I do have a family member, bi polar, who has had her psychotic experiences, so we seem to have more experience in this area than I realized.
she has had the courts declare her as ‘mentally incompetent’, and has a guardian and a payee who pays all of her bills for her. she does live on her own in a mobile home, drives her own car.
but, she has no idea how to pay her own bills, and she’ll tell you she’s ‘mentally incompetent’
this requires a court order, I looked up how to do it. if you want to go that route with your family member, then get a lawyer. and no, the person doesn’t have to live with you or in a shelter, she has her own place. it’s not beautiful by any stretch, but its hers, she likes it, and she can have pets. that’s why she choses the trailer option.
people try to give her money, but she’s very careful about that because she doesn’t want to lose her social security benefits.
recently, we looked into setting up a ‘disabled trust’ this is where there’s a trust account where she can have access to the funds, through an attorney that gets paid $10 a month to manage the trust. here’s an article on what a disabled trust is and why you’d have one
I’ve looked into this as well, like if I were to become sick again, I can hire an agency to pay my bills for me until I get back on my feet again. I would prefer to do that than appoint a guardian, like I said, how the hell do I get rid of the guardian? that would be tough, plus, I have money and I don’t want somebody spending it, (like my kids, I would not trust them to be my guardian…)
the way it worked for my father, was he had a power of attorney form, and on that form it says that if a physician declared my father to be ‘mentally incompetent’ then I could make decisions regarding his care. this became important near his death, when he had dementia and wouldn’t leave the assisted living facility. otherwise, my father called the shots all the way up to about 30 days prior to his death.
how guardianship and conservatorship works in my state
as for this cousin of mine, she was Baker Act’d in Florida, hospitalized for psychosis, returned to Iowa and now lives in Iowa on disability and medicaid, receives medicare, you receive medicare after 2 years of disability. she chose her guardian to be a lifelong childhood friend, and the 2 get along wonderfully, the family stays out of it. she lives on her own. I think we’re all happier with this arrangement (the family) and we help out with what we’re able to help with. if we aren’t able to help, we openly say “i’m sorry, I cannot help you with that, but I can help you with this…” and that one sentence takes care of alot of arguing and hurt, etc
this cousin with bi polar disorder has been hospitalized 9 times, and was arrested and Baker Act’d in Florida, but that was 17 years ago.

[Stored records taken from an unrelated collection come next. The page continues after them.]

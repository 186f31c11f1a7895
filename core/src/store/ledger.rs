//! Progression ledgers: XP, coins, monthly reports, badges, shields.

use super::{parse_date, GameStore};
use crate::error::GameResult;
use crate::types::Cents;
use chrono::NaiveDate;
use rusqlite::params;
use std::collections::HashSet;

/// One month-end summary row.
#[derive(Debug, Clone, PartialEq, Eq)]
pub struct MonthlyReport {
    pub game_id: String,
    pub month: String,
    pub net_worth: Cents,
    pub income: Cents,
    pub expenses: Cents,
    pub chi: i64,
    pub budget_score: i64,
    pub created_on: NaiveDate,
}

impl GameStore {
    // ── XP / coin ledgers ──────────────────────────────────────

    pub fn append_xp(
        &self,
        game_id: &str,
        user_id: &str,
        date: NaiveDate,
        amount: i64,
        reason: &str,
        balance_after: i64,
    ) -> GameResult<()> {
        self.conn.execute(
            "INSERT INTO xp_ledger (game_id, user_id, date, amount, reason, balance_after)
             VALUES (?1, ?2, ?3, ?4, ?5, ?6)",
            params![game_id, user_id, date.to_string(), amount, reason, balance_after],
        )?;
        Ok(())
    }

    pub fn append_coins(
        &self,
        game_id: &str,
        user_id: &str,
        date: NaiveDate,
        amount: i64,
        reason: &str,
        balance_after: i64,
    ) -> GameResult<()> {
        self.conn.execute(
            "INSERT INTO coin_ledger (game_id, user_id, date, amount, reason, balance_after)
             VALUES (?1, ?2, ?3, ?4, ?5, ?6)",
            params![game_id, user_id, date.to_string(), amount, reason, balance_after],
        )?;
        Ok(())
    }

    pub fn xp_ledger_sum(&self, game_id: &str) -> GameResult<i64> {
        self.conn
            .query_row(
                "SELECT COALESCE(SUM(amount), 0) FROM xp_ledger WHERE game_id = ?1",
                params![game_id],
                |row| row.get(0),
            )
            .map_err(Into::into)
    }

    pub fn coin_ledger_sum(&self, game_id: &str) -> GameResult<i64> {
        self.conn
            .query_row(
                "SELECT COALESCE(SUM(amount), 0) FROM coin_ledger WHERE game_id = ?1",
                params![game_id],
                |row| row.get(0),
            )
            .map_err(Into::into)
    }

    // ── Monthly reports ────────────────────────────────────────

    pub fn upsert_monthly_report(&self, r: &MonthlyReport) -> GameResult<()> {
        self.conn.execute(
            "INSERT INTO monthly_report (
                game_id, month, net_worth, income, expenses, chi,
                budget_score, created_on
            ) VALUES (?1,?2,?3,?4,?5,?6,?7,?8)
            ON CONFLICT(game_id, month) DO UPDATE SET
                net_worth = excluded.net_worth,
                income = excluded.income,
                expenses = excluded.expenses,
                chi = excluded.chi,
                budget_score = excluded.budget_score",
            params![
                r.game_id,
                r.month,
                r.net_worth,
                r.income,
                r.expenses,
                r.chi,
                r.budget_score,
                r.created_on.to_string(),
            ],
        )?;
        Ok(())
    }

    pub fn monthly_reports(&self, game_id: &str) -> GameResult<Vec<MonthlyReport>> {
        let mut stmt = self.conn.prepare(
            "SELECT game_id, month, net_worth, income, expenses, chi,
                    budget_score, created_on
             FROM monthly_report WHERE game_id = ?1
             ORDER BY month ASC",
        )?;
        let rows = stmt
            .query_map(params![game_id], |row| {
                Ok(MonthlyReport {
                    game_id: row.get(0)?,
                    month: row.get(1)?,
                    net_worth: row.get(2)?,
                    income: row.get(3)?,
                    expenses: row.get(4)?,
                    chi: row.get(5)?,
                    budget_score: row.get(6)?,
                    created_on: parse_date(7, &row.get::<_, String>(7)?)?,
                })
            })?
            .collect::<Result<Vec<_>, _>>()?;
        Ok(rows)
    }

    // ── Badges ─────────────────────────────────────────────────

    pub fn insert_earned_badge(
        &self,
        game_id: &str,
        badge_id: &str,
        earned_on: NaiveDate,
    ) -> GameResult<()> {
        self.conn.execute(
            "INSERT OR IGNORE INTO earned_badge (game_id, badge_id, earned_on)
             VALUES (?1, ?2, ?3)",
            params![game_id, badge_id, earned_on.to_string()],
        )?;
        Ok(())
    }

    pub fn earned_badges(&self, game_id: &str) -> GameResult<HashSet<String>> {
        let mut stmt = self
            .conn
            .prepare("SELECT badge_id FROM earned_badge WHERE game_id = ?1")?;
        let rows = stmt
            .query_map(params![game_id], |row| row.get::<_, String>(0))?
            .collect::<Result<HashSet<_>, _>>()?;
        Ok(rows)
    }

    // ── Streak ticks ───────────────────────────────────────────

    /// Most recent streak-tick count for one metric, derived from the
    /// event log rather than a separate counter table.
    pub fn last_streak_tick(&self, game_id: &str, metric: &str) -> GameResult<Option<i64>> {
        let mut stmt = self.conn.prepare(
            "SELECT json_extract(payload, '$.count') FROM game_event
             WHERE game_id = ?1 AND event_type = 'streak_tick'
               AND json_extract(payload, '$.metric') = ?2
             ORDER BY id DESC LIMIT 1",
        )?;
        let mut rows = stmt.query(params![game_id, metric])?;
        match rows.next()? {
            Some(row) => Ok(Some(row.get(0)?)),
            None => Ok(None),
        }
    }

    // ── Streak shields ─────────────────────────────────────────

    pub fn grant_streak_shield(
        &self,
        game_id: &str,
        granted_on: NaiveDate,
        source: &str,
    ) -> GameResult<()> {
        self.conn.execute(
            "INSERT INTO streak_shield (game_id, granted_on, source)
             VALUES (?1, ?2, ?3)",
            params![game_id, granted_on.to_string(), source],
        )?;
        Ok(())
    }

    /// Spend the oldest shield. Returns false when none are banked.
    /// This is the one write path in the schema that deletes a row.
    pub fn consume_streak_shield(&self, game_id: &str) -> GameResult<bool> {
        let affected = self.conn.execute(
            "DELETE FROM streak_shield WHERE id = (
                SELECT id FROM streak_shield WHERE game_id = ?1
                ORDER BY id ASC LIMIT 1
            )",
            params![game_id],
        )?;
        Ok(affected > 0)
    }

    pub fn streak_shield_count(&self, game_id: &str) -> GameResult<i64> {
        self.conn
            .query_row(
                "SELECT COUNT(*) FROM streak_shield WHERE game_id = ?1",
                params![game_id],
                |row| row.get(0),
            )
            .map_err(Into::into)
    }
}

dang, this is a brain dump of everything I know regarding this topic
I would like to return to work, I recently was given disability from social security. If I return to work, I’ve read I can work 9 months out of 60 without losing my disability insurance. there’s also a cap on my earnings of about $1000 a month (if I remain on disability and get a part time job) or I believe it’s $700 a month if I go back to work (the 9 months out of 60). I am going to check on this before returning to work, I’d like to go back to work.

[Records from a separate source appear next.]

//! Commission multiplier engine.
//!
//! Pure functions: activation count → band → multiplier → points.
//! Nothing here allocates state, logs or blocks; all entry points are safe to
//! call from any thread.

use std::borrow::Cow;

use serde::{Deserialize, Serialize};

use crate::activations::ActivationCount;
use crate::bands::{ACTIVATION_BANDS, BandId, CommissionBand, ZERO_ACTIVATIONS_LABEL, find_band, validate_bands};
use crate::error::{BandTableError, CommissionError};

/// Band lookup result for one activation count.
#[derive(Clone, Debug, PartialEq, Serialize, Deserialize)]
#[serde(rename_all = "camelCase")]
pub struct MultiplierResult {
    pub factor: f64,
    pub label: Cow<'static, str>,
    /// `None` only for zero activations.
    pub band: Option<BandId>,
    pub activations: ActivationCount,
}

impl MultiplierResult {
    /// Factor as a whole percentage (1.25 → 125).
    #[inline]
    pub fn percent(&self) -> f64 {
        (self.factor * 100.0).round()
    }
}

/// Just the multiplier, for callers that do not need the band details.
#[derive(Clone, Copy, Debug, PartialEq, Serialize, Deserialize)]
pub struct CommissionMultiplier {
    pub multiplier: f64,
}

/// Base points with the cycle multiplier applied.
///
/// `multiplier` and `factor` carry the same value; both names are part of the
/// payload consumed by the dashboards. Likewise `validated_days` mirrors
/// `activations`.
#[derive(Clone, Debug, PartialEq, Serialize, Deserialize)]
#[serde(rename_all = "camelCase")]
pub struct PointsSummary {
    pub base_points: f64,
    pub multiplier: f64,
    pub factor: f64,
    pub label: Cow<'static, str>,
    pub activations: ActivationCount,
    pub validated_days: ActivationCount,
    pub total_points: f64,
}

/// An ordered, validated band table.
#[derive(Clone, Debug, PartialEq)]
pub struct BandTable {
    bands: Vec<CommissionBand>,
}

impl Default for BandTable {
    fn default() -> Self {
        Self { bands: ACTIVATION_BANDS.to_vec() }
    }
}

impl BandTable {
    /// Builds a custom table; it must partition `[1, ∞)` like the program table.
    pub fn new(bands: Vec<CommissionBand>) -> Result<Self, BandTableError> {
        validate_bands(&bands)?;
        Ok(Self { bands })
    }

    pub fn bands(&self) -> &[CommissionBand] {
        &self.bands
    }

    pub fn band(&self, id: BandId) -> Option<&CommissionBand> {
        self.bands.get(id.0)
    }

    /// Band holding `activations`; `None` for zero.
    pub fn band_for(&self, activations: ActivationCount) -> Option<(BandId, &CommissionBand)> {
        band_for_in(&self.bands, activations)
    }

    pub fn classify(&self, activations: ActivationCount) -> MultiplierResult {
        classify_in(&self.bands, activations)
    }

    pub fn calculate_multiplier(&self, activations: ActivationCount) -> CommissionMultiplier {
        CommissionMultiplier { multiplier: self.classify(activations).factor }
    }

    pub fn summarize(&self, base_points: f64, activations: ActivationCount) -> Result<PointsSummary, CommissionError> {
        summarize_in(&self.bands, base_points, activations)
    }
}

/// Classifies `activations` against the program bands.
///
/// Zero activations yield factor 0 and no band, which is not the same as the
/// 1–4 band (factor 1).
#[inline]
pub fn classify(activations: ActivationCount) -> MultiplierResult {
    classify_in(&ACTIVATION_BANDS, activations)
}

#[inline]
pub fn calculate_multiplier(activations: ActivationCount) -> CommissionMultiplier {
    CommissionMultiplier { multiplier: classify(activations).factor }
}

/// `total_points = base_points * factor`, unrounded.
///
/// Negative, NaN or infinite `base_points` are rejected.
#[inline]
pub fn summarize(base_points: f64, activations: ActivationCount) -> Result<PointsSummary, CommissionError> {
    summarize_in(&ACTIVATION_BANDS, base_points, activations)
}

fn band_for_in(bands: &[CommissionBand], activations: ActivationCount) -> Option<(BandId, &CommissionBand)> {
    if activations.is_zero() {
        return None;
    }
    let id = find_band(bands, activations.get())?;
    Some((id, &bands[id.0]))
}

fn classify_in(bands: &[CommissionBand], activations: ActivationCount) -> MultiplierResult {
    match band_for_in(bands, activations) {
        Some((id, band)) => MultiplierResult {
            factor: band.factor,
            label: band.label.clone(),
            band: Some(id),
            activations,
        },
        // Only zero reaches here for a validated table.
        None => MultiplierResult {
            factor: 0.0,
            label: Cow::Borrowed(ZERO_ACTIVATIONS_LABEL),
            band: None,
            activations,
        },
    }
}

fn summarize_in(
    bands: &[CommissionBand],
    base_points: f64,
    activations: ActivationCount,
) -> Result<PointsSummary, CommissionError> {
    if !base_points.is_finite() {
        return Err(CommissionError::invalid("basePoints", "value is not a finite number"));
    }
    if base_points < 0.0 {
        return Err(CommissionError::invalid("basePoints", format!("{base_points} is negative")));
    }

    let result = classify_in(bands, activations);
    Ok(PointsSummary {
        base_points,
        multiplier: result.factor,
        factor: result.factor,
        total_points: base_points * result.factor,
        label: result.label,
        activations,
        validated_days: activations,
    })
}

#[cfg(test)]
mod tests {
    use super::*;

    fn n(count: u32) -> ActivationCount {
        ActivationCount(count)
    }

    #[test]
    fn zero_is_not_the_first_band() {
        let zero = classify(n(0));
        assert_eq!(zero.factor, 0.0);
        assert_eq!(zero.band, None);
        assert_eq!(zero.label, ZERO_ACTIVATIONS_LABEL);

        let one = classify(n(1));
        assert_eq!(one.factor, 1.0);
        assert_eq!(one.band, Some(BandId(0)));
    }

    #[test]
    fn percent_rounds_to_whole() {
        assert_eq!(classify(n(7)).percent(), 125.0);
        assert_eq!(classify(n(0)).percent(), 0.0);
    }

    #[test]
    fn summarize_rejects_bad_base() {
        assert!(summarize(-1.0, n(3)).is_err());
        assert!(summarize(f64::NAN, n(3)).is_err());
        assert!(summarize(f64::INFINITY, n(3)).is_err());
        assert!(summarize(0.0, n(3)).is_ok());
    }

    #[test]
    fn custom_table_is_honoured() {
        let table = BandTable::new(vec![
            CommissionBand::new(1, Some(2), 0.5, "poucas"),
            CommissionBand::new(3, None, 3.0, "muitas"),
        ])
        .unwrap();
        assert_eq!(table.calculate_multiplier(n(2)).multiplier, 0.5);
        assert_eq!(table.calculate_multiplier(n(3)).multiplier, 3.0);
        assert_eq!(table.calculate_multiplier(n(0)).multiplier, 0.0);
        assert_eq!(table.summarize(10.0, n(100)).unwrap().total_points, 30.0);
        assert_eq!(table.band_for(n(0)), None);
        assert_eq!(table.band(BandId(1)).map(|b| b.min), Some(3));
    }

    #[test]
    fn band_ending_at_max_cannot_have_a_successor() {
        let table = BandTable::new(vec![
            CommissionBand::new(1, Some(u32::MAX), 1.0, "todas"),
            CommissionBand::new(u32::MAX, None, 2.0, "de novo"),
        ]);
        assert_eq!(table, Err(BandTableError::Overlap { index: 1 }));
    }

    #[test]
    fn default_table_matches_free_functions() {
        let table = BandTable::default();
        for count in 0..=40 {
            assert_eq!(table.classify(n(count)), classify(n(count)));
        }
    }
}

I have an MBA and 20 years of experience in executive management, software engineering, management projects. I feel like Elyn Saks, I udnerstand nobody trusts you or once your nuts youre always nuts with this Sz label, pisses me off how this diagnosis works. I have to go to meet my doctor once per month so she can look at me and see if I’m psychotic or not. I guess that’s good, but I find it annoying.

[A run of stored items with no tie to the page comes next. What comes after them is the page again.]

//! Sales: base points through the per-SKU points table, and order totals
//! (net value and influencer commission) from gross value and discount.

use std::collections::{HashMap, HashSet};

use serde::{Deserialize, Serialize};

use crate::error::CommissionError;
use crate::points::{PointValue, round_currency};

/// Points granted for each unit sold of `sku`. Inactive SKUs score nothing.
#[derive(Clone, Debug, PartialEq, Eq, Serialize, Deserialize)]
#[serde(rename_all = "camelCase")]
pub struct SkuPoints {
    pub sku: String,
    pub points_per_unit: u32,
    #[serde(default = "default_active")]
    pub active: bool,
}

fn default_active() -> bool {
    true
}

impl SkuPoints {
    /// An active entry.
    pub fn new(sku: impl Into<String>, points_per_unit: u32) -> Self {
        Self { sku: sku.into(), points_per_unit, active: true }
    }

    pub fn inactive(self) -> Self {
        Self { active: false, ..self }
    }
}

#[derive(Clone, Debug, PartialEq, Eq, Serialize, Deserialize)]
pub struct SaleLine {
    pub sku: String,
    pub quantity: u32,
}

/// Aggregated base points for a batch of sale lines.
#[derive(Clone, Debug, Default, PartialEq, Eq, Serialize, Deserialize)]
#[serde(rename_all = "camelCase")]
pub struct SalesPoints {
    pub base_points: u64,
    /// SKUs with no table entry, first-seen order.
    pub unmatched: Vec<String>,
    /// SKUs in the table but switched off, first-seen order.
    pub inactive: Vec<String>,
}

/// SKU lookup is trimmed and case-insensitive.
#[derive(Clone, Debug, Default)]
pub struct SkuPointsTable {
    entries: HashMap<String, SkuPoints>,
}

fn sku_key(sku: &str) -> String {
    sku.trim().to_uppercase()
}

impl SkuPointsTable {
    pub fn new() -> Self {
        Self::default()
    }

    /// Inserts or replaces; returns the replaced entry.
    pub fn insert(&mut self, entry: SkuPoints) -> Option<SkuPoints> {
        self.entries.insert(sku_key(&entry.sku), entry)
    }

    pub fn get(&self, sku: &str) -> Option<&SkuPoints> {
        self.entries.get(&sku_key(sku))
    }

    pub fn remove(&mut self, sku: &str) -> Option<SkuPoints> {
        self.entries.remove(&sku_key(sku))
    }

    /// Toggles an entry; `false` if the SKU is unknown.
    pub fn set_active(&mut self, sku: &str, active: bool) -> bool {
        match self.entries.get_mut(&sku_key(sku)) {
            Some(entry) => {
                entry.active = active;
                true
            }
            None => false,
        }
    }

    pub fn len(&self) -> usize {
        self.entries.len()
    }

    pub fn is_empty(&self) -> bool {
        self.entries.is_empty()
    }

    pub fn base_points(&self, lines: &[SaleLine]) -> SalesPoints {
        let mut out = SalesPoints::default();
        let mut seen = HashSet::new();
        for line in lines {
            match self.get(&line.sku) {
                Some(entry) if entry.active => {
                    let line_points = u64::from(entry.points_per_unit).saturating_mul(u64::from(line.quantity));
                    out.base_points = out.base_points.saturating_add(line_points);
                }
                Some(_) => {
                    if seen.insert(sku_key(&line.sku)) {
                        out.inactive.push(line.sku.trim().to_string());
                    }
                }
                None => {
                    if seen.insert(sku_key(&line.sku)) {
                        out.unmatched.push(line.sku.trim().to_string());
                    }
                }
            }
        }
        out
    }
}

impl FromIterator<SkuPoints> for SkuPointsTable {
    fn from_iter<I: IntoIterator<Item = SkuPoints>>(iter: I) -> Self {
        let mut table = Self::new();
        for entry in iter {
            table.insert(entry);
        }
        table
    }
}

/// Net value and commission of one order, both in BRL cents precision.
#[derive(Clone, Copy, Debug, PartialEq, Serialize, Deserialize)]
#[serde(rename_all = "camelCase")]
pub struct SaleTotals {
    pub net_value: f64,
    pub commission_value: f64,
}

impl SaleTotals {
    /// `net = max(0, gross - discount)`, `commission = net * percent / 100`,
    /// each rounded to cents. The discount never drives the net negative.
    pub fn compute(gross_value: f64, discount: f64, commission_percent: f64) -> Result<Self, CommissionError> {
        if !gross_value.is_finite() || gross_value < 0.0 {
            return Err(CommissionError::invalid("grossValue", format!("{gross_value} must be a non-negative number")));
        }
        if !discount.is_finite() || discount < 0.0 {
            return Err(CommissionError::invalid("discount", format!("{discount} must be a non-negative number")));
        }
        if !commission_percent.is_finite() || !(0.0..=100.0).contains(&commission_percent) {
            return Err(CommissionError::invalid("commissionPercent", format!("{commission_percent} is not in 0..=100")));
        }

        let net_value = round_currency((gross_value - discount).max(0.0));
        let commission_value = round_currency(net_value * (commission_percent / 100.0));
        Ok(Self { net_value, commission_value })
    }
}

/// Per-influencer totals over a set of orders.
#[derive(Clone, Copy, Debug, Default, PartialEq, Serialize, Deserialize)]
#[serde(rename_all = "camelCase")]
pub struct SalesSummary {
    pub sales: usize,
    pub total_net: f64,
    pub total_commission: f64,
}

impl SalesSummary {
    /// Commission expressed as base points at `point_value`.
    pub fn commission_points(&self, point_value: PointValue) -> u64 {
        point_value.brl_to_points(self.total_commission)
    }
}

impl FromIterator<SaleTotals> for SalesSummary {
    fn from_iter<I: IntoIterator<Item = SaleTotals>>(iter: I) -> Self {
        let mut out = iter.into_iter().fold(Self::default(), |mut acc, sale| {
            acc.sales += 1;
            acc.total_net += sale.net_value;
            acc.total_commission += sale.commission_value;
            acc
        });
        out.total_net = round_currency(out.total_net);
        out.total_commission = round_currency(out.total_commission);
        out
    }
}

what is a representative payee? it’s different than a guardian or a conservator. A payee is a title given to someone at the social security office:
A representative payee is an individual or organization appointed by SSA
to receive Social Security and/or SSI benefits for someone who cannot
manage or direct someone else to manage his or her money. The main
responsibilities of a payee are to use the benefits to pay for the
current and foreseeable needs of the beneficiary and properly save any
benefits not needed to meet current needs. A payee must also keep
records of expenses. When SSA requests a report, a payee must provide
an accounting to SSA of how benefits were used or saved.